Activity ▸
Print verbatim the opening line of the material and every subsequent line through the one containing "overlay whose options".

== == ==

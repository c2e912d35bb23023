// Copyright 2022 Alibaba Cloud. All rights reserved.
//
// SPDX-License-Identifier: Apache-2.0

//! Mount descriptor composition.
//!
//! Pure given its inputs: the composer never touches daemons or the
//! metastore, it only turns paths and labels into the mount shapes the
//! runtime understands — bind, overlay, or a FUSE overlay whose options
//! carry an `extraoption` trailer for the guest-side helper.

use std::fs::File;
use std::io::Read;
use std::path::Path;

use base64::prelude::{Engine, BASE64_STANDARD};
use serde::Serialize;

use snapshotter_api::error::{Error, Result};

/// Overlayfs option appended for volatile containers.
const OPTION_VOLATILE: &str = "volatile";
/// Key of the trailer option carrying base64-encoded daemon context.
const OPTION_EXTRA: &str = "extraoption";

/// RAFS metadata magic, little endian, at offset 0.
const RAFS_V5_MAGIC: u32 = 0x5241_4653;
/// RAFS v5 version number at offset 4.
const RAFS_V5_VERSION: u32 = 0x500;
/// EROFS superblock magic at offset 1024.
const RAFS_V6_MAGIC: u32 = 0xE0F5_E1E2;
const RAFS_V6_MAGIC_OFFSET: usize = 1024;
const DETECT_BUF_LEN: usize = 4096;

/// A mount descriptor handed back to the runtime.
#[derive(Debug, Clone, PartialEq, Eq, Serialize)]
pub struct Mount {
    #[serde(rename = "type")]
    pub fs_type: String,
    pub source: String,
    pub options: Vec<String>,
}

/// Read-only bind of one directory.
pub fn bind_mount(source: &Path) -> Mount {
    Mount {
        fs_type: "bind".to_string(),
        source: source.to_string_lossy().to_string(),
        options: vec!["ro".to_string(), "rbind".to_string()],
    }
}

/// Plain overlay. `lower_dirs` is ordered uppermost first (overlayfs
/// semantics: the leftmost lowerdir shadows the rest), writable mounts get
/// `upperdir`/`workdir`, and `volatile` is appended on request.
pub fn overlay_mount(
    lower_dirs: &[String],
    upper: Option<&Path>,
    work: Option<&Path>,
    volatile: bool,
) -> Mount {
    let mut options = Vec::new();
    if let Some(upper) = upper {
        options.push(format!("workdir={}", work.unwrap_or(upper).display()));
        options.push(format!("upperdir={}", upper.display()));
    }
    options.push(format!("lowerdir={}", lower_dirs.join(":")));
    if upper.is_some() && volatile {
        options.push(OPTION_VOLATILE.to_string());
    }
    Mount {
        fs_type: "overlay".to_string(),
        source: "overlay".to_string(),
        options,
    }
}

/// Context for the user-space overlay helper, serialized into the
/// `extraoption` trailer.
#[derive(Debug, Clone, Serialize)]
pub struct ExtraOption {
    pub source: String,
    pub config: String,
    pub snapshotdir: String,
    pub fs_version: String,
}

impl ExtraOption {
    pub fn encode(&self) -> Result<String> {
        let raw = serde_json::to_string(self)?;
        Ok(format!(
            "{}={}",
            OPTION_EXTRA,
            BASE64_STANDARD.encode(raw.as_bytes())
        ))
    }
}

/// Overlay served through a user-space overlay filesystem; identical to the
/// plain overlay plus the encoded trailer.
pub fn fuse_overlay_mount(
    fs_type: &str,
    lower_dirs: &[String],
    upper: Option<&Path>,
    work: Option<&Path>,
    volatile: bool,
    extra: &ExtraOption,
) -> Result<Mount> {
    let mut mount = overlay_mount(lower_dirs, upper, work, volatile);
    mount.fs_type = fs_type.to_string();
    mount.options.push(extra.encode()?);
    Ok(mount)
}

/// RAFS on-disk format generation, detected from the bootstrap header.
#[derive(Debug, Clone, Copy, PartialEq, Eq)]
pub enum FsVersion {
    V5,
    V6,
}

impl FsVersion {
    pub fn as_str(&self) -> &'static str {
        match self {
            FsVersion::V5 => "v5",
            FsVersion::V6 => "v6",
        }
    }
}

fn read_le_u32(buf: &[u8], offset: usize) -> Option<u32> {
    buf.get(offset..offset + 4)
        .map(|b| u32::from_le_bytes([b[0], b[1], b[2], b[3]]))
}

/// Inspect the first page of a bootstrap file for its format generation.
pub fn detect_fs_version(bootstrap: &Path) -> Result<FsVersion> {
    let mut file = File::open(bootstrap).map_err(|e| {
        Error::invalid_argument(format!("open bootstrap {}: {}", bootstrap.display(), e))
    })?;
    let mut buf = vec![0u8; DETECT_BUF_LEN];
    let mut read = 0;
    while read < buf.len() {
        match file.read(&mut buf[read..]) {
            Ok(0) => break,
            Ok(n) => read += n,
            Err(e) => {
                return Err(Error::internal(format!(
                    "read bootstrap {}: {}",
                    bootstrap.display(),
                    e
                )))
            }
        }
    }
    detect_fs_version_buf(&buf[..read])
}

pub fn detect_fs_version_buf(buf: &[u8]) -> Result<FsVersion> {
    if read_le_u32(buf, 0) == Some(RAFS_V5_MAGIC) && read_le_u32(buf, 4) == Some(RAFS_V5_VERSION) {
        return Ok(FsVersion::V5);
    }
    if read_le_u32(buf, RAFS_V6_MAGIC_OFFSET) == Some(RAFS_V6_MAGIC) {
        return Ok(FsVersion::V6);
    }
    Err(Error::invalid_argument(
        "bootstrap carries neither a v5 nor a v6 magic",
    ))
}

#[cfg(test)]
mod tests {
    use super::*;
    use std::io::Write;
    use vmm_sys_util::tempdir::TempDir;

    fn v5_buf() -> Vec<u8> {
        let mut buf = vec![0u8; 128];
        buf[..4].copy_from_slice(&RAFS_V5_MAGIC.to_le_bytes());
        buf[4..8].copy_from_slice(&RAFS_V5_VERSION.to_le_bytes());
        buf
    }

    fn v6_buf() -> Vec<u8> {
        let mut buf = vec![0u8; 2048];
        buf[RAFS_V6_MAGIC_OFFSET..RAFS_V6_MAGIC_OFFSET + 4]
            .copy_from_slice(&RAFS_V6_MAGIC.to_le_bytes());
        buf
    }

    #[test]
    fn test_version_detection_roundtrip() {
        assert_eq!(detect_fs_version_buf(&v5_buf()).unwrap(), FsVersion::V5);
        assert_eq!(detect_fs_version_buf(&v6_buf()).unwrap(), FsVersion::V6);
        assert!(detect_fs_version_buf(&[0u8; 4096]).is_err());
        // A file shorter than the v6 magic offset can still be v5.
        assert_eq!(detect_fs_version_buf(&v5_buf()[..8]).unwrap(), FsVersion::V5);
    }

    #[test]
    fn test_version_detection_from_file() {
        let dir = TempDir::new().unwrap();
        let path = dir.as_path().join("image.boot");
        File::create(&path).unwrap().write_all(&v6_buf()).unwrap();
        assert_eq!(detect_fs_version(&path).unwrap(), FsVersion::V6);
    }

    #[test]
    fn test_overlay_options_order() {
        let lowers = vec!["/r/snapshots/2/fs".to_string(), "/r/snapshots/1/fs".to_string()];
        let mount = overlay_mount(
            &lowers,
            Some(Path::new("/r/snapshots/3/fs")),
            Some(Path::new("/r/snapshots/3/work")),
            false,
        );
        assert_eq!(mount.fs_type, "overlay");
        assert_eq!(
            mount.options,
            vec![
                "workdir=/r/snapshots/3/work".to_string(),
                "upperdir=/r/snapshots/3/fs".to_string(),
                "lowerdir=/r/snapshots/2/fs:/r/snapshots/1/fs".to_string(),
            ]
        );
    }

    #[test]
    fn test_volatile_only_for_writable() {
        let lowers = vec!["/l".to_string()];
        let rw = overlay_mount(&lowers, Some(Path::new("/u")), Some(Path::new("/w")), true);
        assert!(rw.options.contains(&"volatile".to_string()));
        let ro = overlay_mount(&lowers, None, None, true);
        assert!(!ro.options.contains(&"volatile".to_string()));
    }

    #[test]
    fn test_extraoption_trailer() {
        let extra = ExtraOption {
            source: "/r/snapshots/1/fs/image/image.boot".to_string(),
            config: "{}".to_string(),
            snapshotdir: "/r/snapshots/2".to_string(),
            fs_version: FsVersion::V6.as_str().to_string(),
        };
        let mount = fuse_overlay_mount(
            "fuse.nydus-overlayfs",
            &["/l".to_string()],
            None,
            None,
            false,
            &extra,
        )
        .unwrap();
        assert_eq!(mount.fs_type, "fuse.nydus-overlayfs");
        let trailer = mount.options.last().unwrap();
        let encoded = trailer.strip_prefix("extraoption=").unwrap();
        let decoded = BASE64_STANDARD.decode(encoded).unwrap();
        let v: serde_json::Value = serde_json::from_slice(&decoded).unwrap();
        assert_eq!(v["fs_version"], "v6");
        assert_eq!(v["snapshotdir"], "/r/snapshots/2");
    }

    #[test]
    fn test_bind_mount() {
        let mount = bind_mount(Path::new("/r/snapshots/1/fs"));
        assert_eq!(mount.fs_type, "bind");
        assert_eq!(mount.options, vec!["ro".to_string(), "rbind".to_string()]);
    }
}
/// Digests still referenced by live committed snapshots; everything else
/// is fair game for the cache GC.
fn referenced_digests(store: &MetaStore) -> Result<HashSet<String>> {
    let mut digests = HashSet::new();
    store.view(|tx| {
        tx.walk(|_, info, _| {
            if info.kind == SnapshotKind::Committed {
                if let Some(digest) = label::layer_digest(&info.labels) {
                    digests.insert(digest.to_string());
                }
            }
            Ok(())
        })
    })?;
    Ok(digests)
}

#[cfg(test)]
mod tests {
    use super::*;
    use crate::config::test_config;
    use vmm_sys_util::tempdir::TempDir;

    const DAEMON_TEMPLATE: &str = r#"{
        "device": {
            "backend": {"type": "registry", "config": {"scheme": "https"}},
            "cache": {"type": "blobcache", "config": {}}
        },
        "mode": "direct"
    }"#;

    fn snapshotter(dir: &TempDir) -> Snapshotter {
        let config = test_config(dir.as_path());
        fs::write(&config.daemon_config_path, DAEMON_TEMPLATE).unwrap();
        Snapshotter::new(config).unwrap()
    }

    fn labels(pairs: &[(&str, &str)]) -> Labels {
        pairs
            .iter()
            .map(|(k, v)| (k.to_string(), v.to_string()))
            .collect()
    }

    #[test]
    fn test_prepare_creates_directories() {
        let dir = TempDir::new().unwrap();
        let s = snapshotter(&dir);

        let mounts = s.prepare("k1", "", Labels::new()).unwrap();
        assert_eq!(mounts.len(), 1);
        assert_eq!(mounts[0].fs_type, "bind");
        assert!(mounts[0].options.contains(&"rw".to_string()));

        let info = s.stat("k1").unwrap();
        assert_eq!(info.kind, SnapshotKind::Active);

        // Directory layout and modes match the overlay contract.
        let id = s.store.view(|tx| tx.get_info("k1").map(|(id, _)| id)).unwrap();
        let fs_dir = s.upper_path(id);
        let work_dir = s.work_path(id);
        assert!(fs_dir.is_dir());
        assert!(work_dir.is_dir());
        assert_eq!(
            fs::metadata(&fs_dir).unwrap().permissions().mode() & 0o777,
            0o755
        );
        assert_eq!(
            fs::metadata(&work_dir).unwrap().permissions().mode() & 0o777,
            0o711
        );
        // No temporary directory left behind.
        let leftovers: Vec<_> = fs::read_dir(s.snapshots_root())
            .unwrap()
            .filter_map(|e| e.ok())
            .filter(|e| e.file_name().to_string_lossy().starts_with("new-"))
            .collect();
        assert!(leftovers.is_empty());

        s.close().unwrap();
    }

    #[test]
    fn test_prepare_data_layer_commits_target() {
        let dir = TempDir::new().unwrap();
        let s = snapshotter(&dir);

        let err = s
            .prepare(
                "sha256:aa",
                "",
                labels(&[
                    (label::TARGET_SNAPSHOT_REF, "t1"),
                    (label::NYDUS_DATA_LAYER, "true"),
                ]),
            )
            .unwrap_err();
        assert!(err.is_already_exists());

        // The snapshot now lives under the target name, committed.
        let info = s.stat("t1").unwrap();
        assert_eq!(info.kind, SnapshotKind::Committed);
        assert!(s.stat("sha256:aa").unwrap_err().is_not_found());

        // Disk shows an empty upper directory.
        let id = s.store.view(|tx| tx.get_info("t1").map(|(id, _)| id)).unwrap();
        assert!(s.upper_path(id).is_dir());
        assert_eq!(fs::read_dir(s.upper_path(id)).unwrap().count(), 0);

        s.close().unwrap();
    }

    #[test]
    fn test_prepare_duplicate_key() {
        let dir = TempDir::new().unwrap();
        let s = snapshotter(&dir);
        s.prepare("k1", "", Labels::new()).unwrap();
        let err = s.prepare("k1", "", Labels::new()).unwrap_err();
        assert!(err.is_already_exists());
        s.close().unwrap();
    }

    #[test]
    fn test_native_overlay_chain() {
        let dir = TempDir::new().unwrap();
        let s = snapshotter(&dir);

        s.prepare("l1-a", "", Labels::new()).unwrap();
        s.commit("l1", "l1-a").unwrap();
        s.prepare("l2-a", "l1", Labels::new()).unwrap();
        s.commit("l2", "l2-a").unwrap();
        let mounts = s.prepare("c1", "l2", Labels::new()).unwrap();

        assert_eq!(mounts.len(), 1);
        assert_eq!(mounts[0].fs_type, "overlay");
        let lower = mounts[0]
            .options
            .iter()
            .find(|o| o.starts_with("lowerdir="))
            .unwrap();
        // Two ancestors contribute two lowerdir components, direct parent
        // first.
        let components: Vec<&str> = lower.trim_start_matches("lowerdir=").split(':').collect();
        assert_eq!(components.len(), 2);
        let l2_id = s.store.view(|tx| tx.get_info("l2").map(|(id, _)| id)).unwrap();
        assert!(components[0].ends_with(&format!("{}/fs", l2_id)));

        s.close().unwrap();
    }

    #[test]
    fn test_volatile_option() {
        let dir = TempDir::new().unwrap();
        let s = snapshotter(&dir);
        s.prepare("base-a", "", Labels::new()).unwrap();
        s.commit("base", "base-a").unwrap();
        let mounts = s
            .prepare("c1", "base", labels(&[(label::OVERLAY_VOLATILE, "true")]))
            .unwrap();
        assert!(mounts[0].options.contains(&"volatile".to_string()));
        s.close().unwrap();
    }

    #[test]
    fn test_commit_records_usage() {
        let dir = TempDir::new().unwrap();
        let s = snapshotter(&dir);
        s.prepare("a1", "", Labels::new()).unwrap();
        let id = s.store.view(|tx| tx.get_info("a1").map(|(id, _)| id)).unwrap();
        fs::write(s.upper_path(id).join("data"), vec![0u8; 1024]).unwrap();

        s.commit("c1", "a1").unwrap();
        let usage = s.usage("c1").unwrap();
        assert_eq!(usage.size, 1024);
        assert_eq!(usage.inodes, 1);

        // Committing a committed snapshot fails.
        let err = s.commit("c2", "c1").unwrap_err();
        assert!(matches!(err, Error::FailedPrecondition(_)));
        s.close().unwrap();
    }

    #[test]
    fn test_remove_sync_removes_directories() {
        let dir = TempDir::new().unwrap();
        let s = snapshotter(&dir);
        s.prepare("k1", "", Labels::new()).unwrap();
        let id = s.store.view(|tx| tx.get_info("k1").map(|(id, _)| id)).unwrap();
        assert!(s.snapshot_dir(id).exists());

        s.remove("k1").unwrap();
        assert!(!s.snapshot_dir(id).exists());
        assert!(s.stat("k1").unwrap_err().is_not_found());
        s.close().unwrap();
    }

    #[test]
    fn test_remove_with_children_fails() {
        let dir = TempDir::new().unwrap();
        let s = snapshotter(&dir);
        s.prepare("p-a", "", Labels::new()).unwrap();
        s.commit("p", "p-a").unwrap();
        s.prepare("c", "p", Labels::new()).unwrap();

        let err = s.remove("p").unwrap_err();
        assert!(matches!(err, Error::FailedPrecondition(_)));
        // Both snapshots still present.
        assert!(s.stat("p").is_ok());
        assert!(s.stat("c").is_ok());
        s.close().unwrap();
    }

    #[test]
    fn test_cleanup_removes_orphans() {
        let dir = TempDir::new().unwrap();
        let s = snapshotter(&dir);
        s.prepare("keep", "", Labels::new()).unwrap();

        let orphan = s.snapshots_root().join("999");
        fs::create_dir_all(orphan.join("fs")).unwrap();

        s.cleanup().unwrap();
        assert!(!orphan.exists());
        // The live snapshot survived.
        let id = s.store.view(|tx| tx.get_info("keep").map(|(id, _)| id)).unwrap();
        assert!(s.snapshot_dir(id).exists());
        s.close().unwrap();
    }

    #[test]
    fn test_view_of_data_layer_rejected() {
        let dir = TempDir::new().unwrap();
        let s = snapshotter(&dir);
        let err = s
            .prepare(
                "sha256:bb",
                "",
                labels(&[
                    (label::TARGET_SNAPSHOT_REF, "data"),
                    (label::NYDUS_DATA_LAYER, "true"),
                ]),
            )
            .unwrap_err();
        assert!(err.is_already_exists());

        let err = s.view("v1", "data", Labels::new()).unwrap_err();
        assert!(matches!(err, Error::FailedPrecondition(_)));
        s.close().unwrap();
    }

    #[test]
    fn test_view_of_committed_plain_layer() {
        let dir = TempDir::new().unwrap();
        let s = snapshotter(&dir);
        s.prepare("b-a", "", Labels::new()).unwrap();
        s.commit("b", "b-a").unwrap();

        let mounts = s.view("v1", "b", Labels::new()).unwrap();
        assert_eq!(mounts[0].fs_type, "bind");
        assert!(mounts[0].options.contains(&"ro".to_string()));
        s.close().unwrap();
    }

    #[test]
    fn test_walk_with_filter() {
        let dir = TempDir::new().unwrap();
        let s = snapshotter(&dir);
        s.prepare("a", "", Labels::new()).unwrap();
        s.prepare("b", "", Labels::new()).unwrap();

        let mut seen = Vec::new();
        let filter = |info: &SnapshotInfo| info.name == "a";
        s.walk(Some(&filter), |_, info, _| {
            seen.push(info.name.clone());
            Ok(())
        })
        .unwrap();
        assert_eq!(seen, vec!["a".to_string()]);
        s.close().unwrap();
    }

    #[test]
    fn test_update_labels_roundtrip() {
        let dir = TempDir::new().unwrap();
        let s = snapshotter(&dir);
        s.prepare("k", "", Labels::new()).unwrap();
        let mut info = s.stat("k").unwrap();
        info.labels.insert("x".to_string(), "y".to_string());
        let updated = s.update(&info, &[]).unwrap();
        assert_eq!(updated.labels.get("x").map(String::as_str), Some("y"));
        assert_eq!(s.stat("k").unwrap().labels.get("x").map(String::as_str), Some("y"));
        s.close().unwrap();
    }

    #[test]
    fn test_meta_layer_prepare_returns_mounts_for_unpack() {
        let dir = TempDir::new().unwrap();
        let s = snapshotter(&dir);
        // A meta layer with a target ref is unpacked by the runtime, so
        // Prepare must hand back mounts rather than already-exists.
        let mounts = s
            .prepare(
                "m1",
                "",
                labels(&[
                    (label::TARGET_SNAPSHOT_REF, "meta"),
                    (label::NYDUS_META_LAYER, "true"),
                ]),
            )
            .unwrap();
        assert_eq!(mounts.len(), 1);
        assert_eq!(mounts[0].fs_type, "bind");
        s.close().unwrap();
    }

    #[test]
    fn test_usage_active_counts_upper_dir() {
        let dir = TempDir::new().unwrap();
        let s = snapshotter(&dir);
        s.prepare("k", "", Labels::new()).unwrap();
        let id = s.store.view(|tx| tx.get_info("k").map(|(id, _)| id)).unwrap();
        fs::write(s.upper_path(id).join("f"), b"12345678").unwrap();
        let usage = s.usage("k").unwrap();
        assert_eq!(usage.size, 8);
        s.close().unwrap();
    }
}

== == ==

Problem solution ▸
repository c2e912d35bb23023
// Copyright 2022 Alibaba Cloud. All rights reserved.
//
// SPDX-License-Identifier: Apache-2.0

//! Mount descriptor composition.
//!
//! Pure given its inputs: the composer never touches daemons or the
//! metastore, it only turns paths and labels into the mount shapes the
//! runtime understands — bind, overlay, or a FUSE overlay whose options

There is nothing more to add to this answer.